When that song was first released, former D.C. Mayor Vince Gray called Harvey the “Piers Morgan of music,” evoking the often-confrontational troll of a journalist who wasn’t beyond saying something unprofessional or uncouth about his colleagues in the interest of drudging up attention for himself. But Harvey’s aims here are laudable, the sounds of a formerly inwardly-focused songwriter using her prestige to look outward and become a muckraker.
“Hope” may sound overly voyeuristic and accusatory on record, but delivered inside the cavernous West Side enclave of Terminal 5, just across the street from high-end car dealerships, it sounds like reluctant truth. “They’re gonna put a Walmart here,” she repeatedly declared over the feigned jubilation her band singing along with the confessional urgency of worship music. It’s enough to exorcise the ghost of Robert Moses and send them back to hell.
You could reason that Harvey’s wanderlust first emerged on 2000’s Stories From the City, Stories From the Sea, which she largely wrote in New York. We didn’t get any of Stories Monday night, but the album is nonetheless essential listening toward understanding the current album’s arc.
The Stories track “A Place Called Home” finds Harvey her singing, “One day I know, we’ll find a place of hope” as she walks and wades, and it’s hard not to feel that her discovery of such a place 16 years later disappoints with the same futile irony that led her to imagine Jesus walking atop a polluted DC River. That’s the same broken circle that Harvey’s singing about on Hope Six’s “Circle of Keys”, really.
Through this sense of thematic continuity, the new songs are given life from the astute outward observations Harvey had been talking about wanting to write for years but finally accomplished on 2011’s Let England Shake, which won her a second Mercury Prize. The three England songs that surfaced in Monday’s set also furthered her narrative cohesion, introduced into the evening the parallels of an eerie pre-Brexit prophecy.
“Let England Shake” opened the proceedings by declaring “The West’s asleep” as a comment on the pre-WW1 overconfidence in prosperity that soon evaporated.
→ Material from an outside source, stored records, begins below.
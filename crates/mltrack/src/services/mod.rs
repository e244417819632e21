pub mod artifact;
pub mod config;
pub mod experiment;
pub mod metric;
pub mod types;
pub mod validation;

pub use artifact::{ArtifactContent, ArtifactService};
pub use config::{ConfigService, CONFIG_FILE_NAME, CONFIG_PATH_ENV};
pub use experiment::ExperimentService;
pub use metric::MetricService;
pub use types::{
    generate_id, Artifact, Experiment, ExperimentFilters, ExperimentStatus, MetricQuery,
    MetricSample, MetricSummary, NewSample, ServerConfig, StorageConfig, TrackerConfig,
    DEFAULT_ARTIFACT_LIMIT, DEFAULT_CHUNK_SIZE, DEFAULT_EXPERIMENT_PAGE_SIZE,
    DEFAULT_MAX_ARTIFACT_BYTES, DEFAULT_METRIC_LIMIT, EXPERIMENT_NAME_MAX_LENGTH, MAX_BATCH_SIZE,
    MAX_EXPERIMENT_PAGE_SIZE, MAX_METRIC_LIMIT, METRIC_NAME_MAX_LENGTH,
};
pub use validation::sanitize_filename;

#[derive(Debug, thiserror::Error)]
pub enum ServiceError {
    #[error("not found: {0}")]
    NotFound(String),

    #[error("invalid input: {0}")]
    InvalidInput(String),

    #[error("already exists: {0}")]
    AlreadyExists(String),

    #[error("payload too large: {0}")]
    PayloadTooLarge(String),

    #[error("{0}")]
    Internal(#[from] anyhow::Error),
}

impl ServiceError {
    /// Machine-readable error kind
    pub fn code(&self) -> &'static str {
        match self {
            ServiceError::NotFound(_) => "not_found",
            ServiceError::InvalidInput(_) => "invalid_input",
            ServiceError::AlreadyExists(_) => "already_exists",
            ServiceError::PayloadTooLarge(_) => "payload_too_large",
            ServiceError::Internal(_) => "internal_error",
        }
    }

    /// Human-readable message without the kind prefix
    pub fn message(&self) -> String {
        match self {
            ServiceError::NotFound(msg)
            | ServiceError::InvalidInput(msg)
            | ServiceError::AlreadyExists(msg)
            | ServiceError::PayloadTooLarge(msg) => msg.clone(),
            ServiceError::Internal(err) => err.to_string(),
        }
    }

    pub(crate) fn experiment_not_found(id: &str) -> Self {
        ServiceError::NotFound(format!("Experiment with id {} not found", id))
    }

    pub(crate) fn artifact_not_found(id: &str) -> Self {
        ServiceError::NotFound(format!("Artifact {} not found", id))
    }
}
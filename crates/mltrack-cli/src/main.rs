mod cli;

use anyhow::Result;
use clap::Parser;
use tracing_subscriber::{layer::SubscriberExt, util::SubscriberInitExt, EnvFilter};

#[tokio::main]
async fn main() -> Result<()> {
    let cli = cli::Cli::parse();

    // Quiet by default; --verbose or RUST_LOG turn logging up
    let default_level = if cli.verbose { "info" } else { "warn" };
    tracing_subscriber::registry()
        .with(EnvFilter::try_from_default_env().unwrap_or_else(|_| default_level.into()))
        .with(tracing_subscriber::fmt::layer().with_writer(std::io::stderr))
        .init();

    cli::execute(cli).await
}
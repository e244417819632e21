use super::error::ApiError;
use crate::state::AppState;
use axum::extract::rejection::{JsonRejection, QueryRejection};
use axum::extract::{Path, Query, State};
use axum::http::StatusCode;
use axum::response::IntoResponse;
use axum::Json;
use mltrack::services::{ExperimentFilters, ExperimentStatus, DEFAULT_EXPERIMENT_PAGE_SIZE};
use mltrack::wire::{CreateExperiment, StatusUpdate, TagsUpdate};
use serde::Deserialize;

#[derive(Deserialize)]
pub struct ListQuery {
    page: Option<usize>,
    size: Option<usize>,
    status: Option<String>,
}

#[derive(Deserialize)]
pub struct CompareQuery {
    ids: Option<String>,
}

pub async fn create_experiment(
    State(state): State<AppState>,
    body: Result<Json<CreateExperiment>, JsonRejection>,
) -> Result<impl IntoResponse, ApiError> {
    let Json(body) = body?;
    let experiment = state
        .experiment_service
        .create(body.name, body.hyperparameters, body.tags)
        .await?;
    Ok((StatusCode::CREATED, Json(experiment)))
}

pub async fn list_experiments(
    State(state): State<AppState>,
    query: Result<Query<ListQuery>, QueryRejection>,
) -> Result<impl IntoResponse, ApiError> {
    let Query(query) = query?;

    let status = match query.status.as_deref() {
        Some(s) => Some(
            s.parse::<ExperimentStatus>()
                .map_err(|e| ApiError::unprocessable(e.to_string()))?,
        ),
        None => None,
    };

    let filters = ExperimentFilters {
        page: query.page.unwrap_or(1),
        size: query.size.unwrap_or(DEFAULT_EXPERIMENT_PAGE_SIZE),
        status,
    };

    let experiments = state.experiment_service.list(filters).await?;
    Ok(Json(experiments))
}

pub async fn compare_experiments(
    State(state): State<AppState>,
    query: Result<Query<CompareQuery>, QueryRejection>,
) -> Result<impl IntoResponse, ApiError> {
    let Query(query) = query?;

    let ids: Vec<String> = query
        .ids
        .unwrap_or_default()
        .split(',')
        .map(str::trim)
        .filter(|id| !id.is_empty())
        .map(String::from)
        .collect();
    if ids.is_empty() {
        return Err(ApiError::bad_request(
            "ids must contain at least one experiment id",
        ));
    }

    let experiments = state.experiment_service.compare(&ids).await?;
    Ok(Json(experiments))
}

pub async fn get_experiment(
    State(state): State<AppState>,
    Path(id): Path<String>,
) -> Result<impl IntoResponse, ApiError> {
    let experiment = state.experiment_service.require(&id).await?;
    Ok(Json(experiment))
}

pub async fn update_status(
    State(state): State<AppState>,
    Path(id): Path<String>,
    body: Result<Json<StatusUpdate>, JsonRejection>,
) -> Result<impl IntoResponse, ApiError> {
    let Json(body) = body?;
    let experiment = state
        .experiment_service
        .update_status(&id, body.status)
        .await?;
    Ok(Json(experiment))
}

pub async fn update_tags(
    State(state): State<AppState>,
    Path(id): Path<String>,
    body: Result<Json<TagsUpdate>, JsonRejection>,
) -> Result<impl IntoResponse, ApiError> {
    let Json(body) = body?;
    let experiment = state.experiment_service.update_tags(&id, body.tags).await?;
    Ok(Json(experiment))
}

pub async fn delete_experiment(
    State(state): State<AppState>,
    Path(id): Path<String>,
) -> Result<impl IntoResponse, ApiError> {
    if !state.experiment_service.delete(&id).await? {
        return Err(ApiError::not_found(format!(
            "Experiment with id {} not found",
            id
        )));
    }

    state.artifact_service.purge_experiment(&id).await;
    Ok(StatusCode::NO_CONTENT)
}
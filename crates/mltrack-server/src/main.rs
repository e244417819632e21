use anyhow::Result;
use tracing_subscriber::{layer::SubscriberExt, util::SubscriberInitExt, EnvFilter};

mod api;
mod state;

#[tokio::main]
async fn main() -> Result<()> {
    tracing_subscriber::registry()
        .with(EnvFilter::try_from_default_env().unwrap_or_else(|_| "info".into()))
        .with(tracing_subscriber::fmt::layer())
        .init();

    let state = state::AppState::from_env().await?;
    let addr = state.config.server.bind.clone();
    let app = api::build_router(state);

    tracing::info!("Starting server on {}", addr);
    let listener = tokio::net::TcpListener::bind(&addr).await?;
    axum::serve(listener, app)
        .with_graceful_shutdown(shutdown_signal())
        .await?;

    Ok(())
}

async fn shutdown_signal() {
    if let Err(e) = tokio::signal::ctrl_c().await {
        tracing::error!("Failed to listen for shutdown signal: {}", e);
        std::future::pending::<()>().await;
    }
    tracing::info!("Shutting down");
}
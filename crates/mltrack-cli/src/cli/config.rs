use anyhow::Result;
use clap::{Args, Subcommand};
use mltrack::services::ConfigService;

#[derive(Args)]
pub struct ConfigArgs {
    #[command(subcommand)]
    command: ConfigCommands,
}

#[derive(Subcommand)]
enum ConfigCommands {
    /// Write a config file with default values
    Init {
        /// Overwrite an existing config file
        #[arg(long, short)]
        force: bool,
    },

    /// Get a configuration value
    Get {
        /// Configuration key
        key: String,
    },

    /// Set a configuration value
    Set {
        /// Configuration key
        key: String,
        /// Configuration value
        value: String,
    },
}

pub async fn execute(args: ConfigArgs) -> Result<()> {
    let config_service = ConfigService::from_env();

    match args.command {
        ConfigCommands::Init { force } => {
            if config_service.exists() && !force {
                return Err(anyhow::anyhow!(
                    "Config already exists at {}. Use --force to overwrite.",
                    config_service.path().display()
                ));
            }
            config_service.init()?;
            println!("Wrote {}", config_service.path().display());
        },

        ConfigCommands::Get { key } => {
            let value = config_service.get(&key)?;
            println!("{}", value);
        },

        ConfigCommands::Set { key, value } => {
            config_service.set(&key, value.clone())?;
            println!("Set {} = {}", key, value);
        },
    }

    Ok(())
}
Harvey immediately tied that story back into our Hope Six narrative with England’s “The Glorious Land” that asked, “Oh America, Oh England…how is our glorious country sown? Not with wheat and corn…”
Returning next to Hope Six’s “Medicinals”, Harvey answered her own question as she watches a woman wearing a backwards Redskins cap get drunk on the National Mall, “a new painkiller for the native people.”
Cheers to her for continuing to investigate the patterns of our government’s tacit role in the despair of our working class. . She understands that the “War on Poverty” is really a war on the poor, and it’s the same fiery sense of purpose that prompted her to read John Donne’s 1624 poem, “No Man Is an Island” mid-set at Glastonbury last June in response to Brexit.
We’ll take the classic brooding confessionals when she feels like sharing them, but for now, her piercing observations and muckraking spirit are sorely needed. May she spend more time in the States still, and never stop bearing witness.